Prof. Dr. Bülent Tutluoğlu, Çin’den gelen ilaç, plazmaferes ve kök hücre tedavisi dahil her tür tedavinin hemen uygulanmaya başlandığını belirtti.
"Başta 84 yaşındaki annem olmak üzere hastalarıma, yakınlarıma da bulaştırmışsam" endişesi taşıdığını anlatan Tutluoğlu, "Ama kimseye bulaştırmamış olmam beni rahatlattı. Tedavilere onay vermiştim. Kabullenmek istemiyorsunuz, duygu ile mantık arasında gidip geliyorsunuz. Arkadaşlarım yoğun bakımda oksijenlerimin çok düşük olduğunu görünce doğrudan bayıltarak entübasyona geçirildim. Her şeye onay vermiştim" dedi.
Yoğun bakımda arkadaşları kendisini bayıltırken kendi kendime "59 yaşındayım, yüzde 50 kurtulacağım, yüzde 50 öleceğim" dediğini belirten Tutluoğlu, "O sıkıntıyla bir an evvel sıkıntının sona ermesini istiyorsunuz. 'Uyanırsam uyanırım dedim. 5-6 kere plazmaferez uygulamak zorunda kaldılar ki bu çok yüksek bir rakam. Kök hücre tedavisi de uygulandı. Uçlardan döndüm" dedi.
"Katkı sağlayamamak içimde kaldı"
Prof. Dr. Bülent Tutluoğlu, bir aylık çok zorlu geçen sürecin ardından arkadaşlarının yoğun gayretiyle sağlığına kavuştuğu için çok mutlu olduğunu dile getirdi.
İçinde yüzyılın bu sağlık olayında hastalara destek verememenin ve bu sürecin dışında kalmış olmanın üzüntüsü olduğunu anlatan Tutluoğlu, şunları söyledi:
"Taburculuk sonrası 3-4 hafta daha dinlenmem gerekecek ve kendimi izole edeceğim. Hastalara tedavi hizmeti sunamamak ve diğer çalışan sağlık emekçileri arkadaşlarıma destek verememek beni çok üzdü, üzmeye devam ediyor."
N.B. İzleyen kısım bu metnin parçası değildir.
// Copyright 2025 Kirky.X
//
// Licensed under the Apache License, Version 2.0 (the "License");
// you may not use this file except in compliance with the License.
// You may obtain a copy of the License at
//
//     http://www.apache.org/licenses/LICENSE-2.0
//
// Unless required by applicable law or agreed to in writing, software
// distributed under the License is distributed on an "AS IS" BASIS,
// WITHOUT WARRANTIES OR CONDITIONS OF ANY KIND, either express or implied.
// See the License for the specific language governing permissions and
// limitations under the License.

use sea_orm_migration::prelude::*;

#[derive(DeriveMigrationName)]
pub struct Migration;

#[async_trait::async_trait]
impl MigrationTrait for Migration {
    async fn up(&self, manager: &SchemaManager) -> Result<(), DbErr> {
        manager
            .create_table(
                Table::create()
                    .table(Patrons::Table)
                    .if_not_exists()
                    .col(
                        ColumnDef::new(Patrons::PatronId)
                            .integer()
                            .not_null()
                            .auto_increment()
                            .primary_key(),
                    )
                    .col(ColumnDef::new(Patrons::FirstName).string_len(255))
                    .col(ColumnDef::new(Patrons::LastName).string_len(255))
                    .col(ColumnDef::new(Patrons::Email).string_len(255).unique_key())
                    .col(ColumnDef::new(Patrons::MobileNumber).string_len(32).unique_key())
                    .col(ColumnDef::new(Patrons::PasswordHash).string())
                    .col(
                        ColumnDef::new(Patrons::CreatedAt)
                            .timestamp_with_time_zone()
                            .not_null()
                            .default(Expr::current_timestamp()),
                    )
                    .col(
                        ColumnDef::new(Patrons::UpdatedAt)
                            .timestamp_with_time_zone()
                            .not_null()
                            .default(Expr::current_timestamp()),
                    )
                    .to_owned(),
            )
            .await?;

        manager
            .create_table(
                Table::create()
                    .table(Favorites::Table)
                    .if_not_exists()
                    .col(ColumnDef::new(Favorites::PatronId).integer().not_null())
                    .col(ColumnDef::new(Favorites::SongId).integer().not_null())
                    .col(
                        ColumnDef::new(Favorites::CreatedAt)
                            .timestamp_with_time_zone()
                            .not_null()
                            .default(Expr::current_timestamp()),
                    )
                    .primary_key(
                        Index::create()
                            .col(Favorites::PatronId)
                            .col(Favorites::SongId),
                    )
                    .foreign_key(
                        ForeignKey::create()
                            .name("fk_favorites_patron_id")
                            .from(Favorites::Table, Favorites::PatronId)
                            .to(Patrons::Table, Patrons::PatronId)
                            .on_delete(ForeignKeyAction::Cascade)
                            .on_update(ForeignKeyAction::Cascade),
                    )
                    .foreign_key(
                        ForeignKey::create()
                            .name("fk_favorites_song_id")
                            .from(Favorites::Table, Favorites::SongId)
                            .to(Songdb::Table, Songdb::SongId)
                            .on_delete(ForeignKeyAction::Cascade)
                            .on_update(ForeignKeyAction::Cascade),
                    )
                    .to_owned(),
            )
            .await
    }

    async fn down(&self, manager: &SchemaManager) -> Result<(), DbErr> {
        manager
            .drop_table(Table::drop().table(Favorites::Table).to_owned())
            .await?;
        manager
            .drop_table(Table::drop().table(Patrons::Table).to_owned())
            .await
    }
}

#[derive(DeriveIden)]
enum Patrons {
    Table,
    PatronId,
    FirstName,
    LastName,
    Email,
    MobileNumber,
    PasswordHash,
    CreatedAt,
    UpdatedAt,
}

#[derive(DeriveIden)]
enum Favorites {
    Table,
    PatronId,
    SongId,
    CreatedAt,
}

#[derive(DeriveIden)]
enum Songdb {
    Table,
    SongId,
}
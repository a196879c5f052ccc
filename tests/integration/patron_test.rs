// Copyright (c) 2025 Kirky.X
//
// Licensed under the MIT License
// See LICENSE file in the project root for full license information.

use super::helpers::{create_test_app, ADMIN_PASSWORD};
use axum::http::StatusCode;
use serde_json::{json, Value};

#[tokio::test]
#[ignore = "requires a Docker daemon"]
async fn test_bootstrap_admin_can_log_in() {
    let app = create_test_app().await;

    let response = app
        .server
        .post("/api/auth/login")
        .json(&json!({ "username": "admin", "password": ADMIN_PASSWORD }))
        .await;
    response.assert_status_ok();
    let body = response.json::<Value>();
    assert_eq!(body["user"]["email"], "admin@localhost");
    assert_eq!(body["user"]["isAdmin"], true);
}

#[tokio::test]
#[ignore = "requires a Docker daemon"]
async fn test_patron_favorites_round() {
    let app = create_test_app().await;
    app.openkj(json!({
        "command": "addSongs",
        "songs": [{ "artist": "ABBA", "title": "Waterloo" }]
    }))
    .await;
    let song_id = app
        .server
        .get("/api/songs/search")
        .add_query_param("artist", "abba")
        .await
        .json::<Value>()["songs"][0]["song_id"]
        .as_i64()
        .unwrap();

    app.server
        .post("/api/patron/auth/register")
        .json(&json!({ "email": "fan@example.com", "password": "pw", "mobile_number": "555" }))
        .await
        .assert_status(StatusCode::CREATED);

    app.server
        .post("/api/patron/auth/register")
        .json(&json!({ "email": "other@example.com", "password": "pw", "mobile_number": "555" }))
        .await
        .assert_status(StatusCode::CONFLICT);

    let token = app
        .server
        .post("/api/patron/auth/login")
        .json(&json!({ "email": "fan@example.com", "password": "pw" }))
        .await
        .json::<Value>()["token"]
        .as_str()
        .unwrap()
        .to_string();
    let bearer = format!("Bearer {}", token);

    app.server
        .post("/api/patron/favorites")
        .add_header("Authorization", bearer.clone())
        .json(&json!({ "song_id": song_id }))
        .await
        .assert_status(StatusCode::CREATED);

    app.server
        .post("/api/patron/favorites")
        .add_header("Authorization", bearer.clone())
        .json(&json!({ "song_id": song_id }))
        .await
        .assert_status_ok();

    let list = app
        .server
        .get("/api/patron/favorites")
        .add_header("Authorization", bearer.clone())
        .await
        .json::<Value>();
    assert_eq!(list["favorites"][0]["title"], "Waterloo");

    // Clearing the songbook cascades to favorites
    app.openkj(json!({ "command": "clearDatabase" })).await;
    let list = app
        .server
        .get("/api/patron/favorites")
        .add_header("Authorization", bearer)
        .await
        .json::<Value>();
    assert_eq!(list["favorites"], json!([]));
}
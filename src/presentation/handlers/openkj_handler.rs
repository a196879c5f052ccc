// Copyright (c) 2025 Kirky.X
//
// Licensed under the MIT License
// See LICENSE file in the project root for full license information.

use crate::domain::models::openkj::OpenKjPayload;
use crate::domain::services::openkj_service::OpenKjService;
use axum::{body::Bytes, extract::Extension, http::StatusCode, response::IntoResponse, Json};
use std::sync::Arc;
use tracing::error;

/// OpenKJ 命令端点
///
/// 业务结果一律以 200 返回，只有认证阶段的数据库错误返回 500
pub async fn handle_command(
    Extension(openkj): Extension<Arc<OpenKjService>>,
    body: Bytes,
) -> impl IntoResponse {
    let payload = OpenKjPayload::from_body(&body);
    match openkj.dispatch(&payload).await {
        Ok(reply) => (StatusCode::OK, Json(reply)),
        Err(failure) => {
            error!(error = ?failure, "OpenKJ authentication failed with a server error");
            (StatusCode::INTERNAL_SERVER_ERROR, Json(failure.body()))
        }
    }
}
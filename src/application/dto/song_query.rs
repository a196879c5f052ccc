// Copyright (c) 2025 Kirky.X
//
// Licensed under the MIT License
// See LICENSE file in the project root for full license information.

use super::lenient_u64;
use crate::domain::models::pagination::{PageRequest, Paged};
use crate::domain::models::song::Song;
use crate::domain::services::song_service::SongSearch;
use serde::{Deserialize, Serialize};

/// 歌曲检索默认页大小
pub const DEFAULT_SONG_PAGE_SIZE: u64 = 20;
/// 歌手列表默认页大小
pub const DEFAULT_ARTIST_PAGE_SIZE: u64 = 100;

/// 分页查询参数，无法解析的值按缺省处理
#[derive(Debug, Default, Deserialize)]
pub struct PageQuery {
    pub page: Option<String>,
    pub size: Option<String>,
}

impl PageQuery {
    pub fn to_page_request(&self, default_size: u64) -> PageRequest {
        PageRequest::new(
            lenient_u64(self.page.as_deref()),
            lenient_u64(self.size.as_deref()),
            default_size,
        )
    }
}

/// `GET /api/songs/search` 查询参数
#[derive(Debug, Default, Deserialize)]
pub struct SongSearchQuery {
    pub q: Option<String>,
    pub artist: Option<String>,
    pub title: Option<String>,
    #[serde(flatten)]
    pub page: PageQuery,
}

impl From<SongSearchQuery> for SongSearch {
    fn from(query: SongSearchQuery) -> Self {
        Self {
            page: query.page.to_page_request(DEFAULT_SONG_PAGE_SIZE),
            q: query.q,
            artist: query.artist,
            title: query.title,
        }
    }
}

/// 歌曲检索响应
#[derive(Debug, Serialize)]
#[serde(rename_all = "camelCase")]
pub struct SongPageDto {
    pub error: bool,
    pub total_items: u64,
    pub songs: Vec<Song>,
    pub total_pages: u64,
    pub current_page: u64,
}

impl From<Paged<Song>> for SongPageDto {
    fn from(page: Paged<Song>) -> Self {
        Self {
            error: false,
            total_items: page.total,
            total_pages: page.total_pages(),
            current_page: page.page,
            songs: page.items,
        }
    }
}

/// 歌手列表响应
#[derive(Debug, Serialize)]
#[serde(rename_all = "camelCase")]
pub struct ArtistPageDto {
    pub error: bool,
    pub total_items: u64,
    pub artists: Vec<String>,
    pub total_pages: u64,
    pub current_page: u64,
}

impl From<Paged<String>> for ArtistPageDto {
    fn from(page: Paged<String>) -> Self {
        Self {
            error: false,
            total_items: page.total,
            total_pages: page.total_pages(),
            current_page: page.page,
            artists: page.items,
        }
    }
}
Sağlık çalışanlarının COVID-19'a karşı son derece fedakar mücadelesinin hakkının ödenemeyeceğini belirten Tutluoğlu, tüm sağlık çalışanlarının büyük bir fedakarlıkla canla başla çalıştığını vurguladı.
"Süreç bizlerin lehine işliyor"
Tutluoğlu, "yüzyılın bu büyük savaşı"nda, gerekli güvenlik ve hijyen önlemlerine herkesin uymaya büyük özen göstermesinin önemine işaret ederek, şu bilgileri verdi:
“Lütfen herkes Sağlık Bakanlığımızın açıkladığı ve COVID-19'a karşı tek savunmamız olan bu güvenlik önlemlerine çok büyük özen göstersinler. Yakalanmamak çok önemli ama yakalandıktan sonra da korkmayın, tedavide çok önemli gelişmeler oluyor. Süreç virüs lehine değil, bizlerin lehine işliyor, tecrübemiz de artıyor. Dolayısıyla yakalandıktan sonra kendinizden şüpheleniyorsanız, yüksek ateş, öksürük, halsizlik ve nefes darlığı gibi şikayetleriniz varsa hemen kendinizi izole edip, maskenizi takıp hastaneye gidin."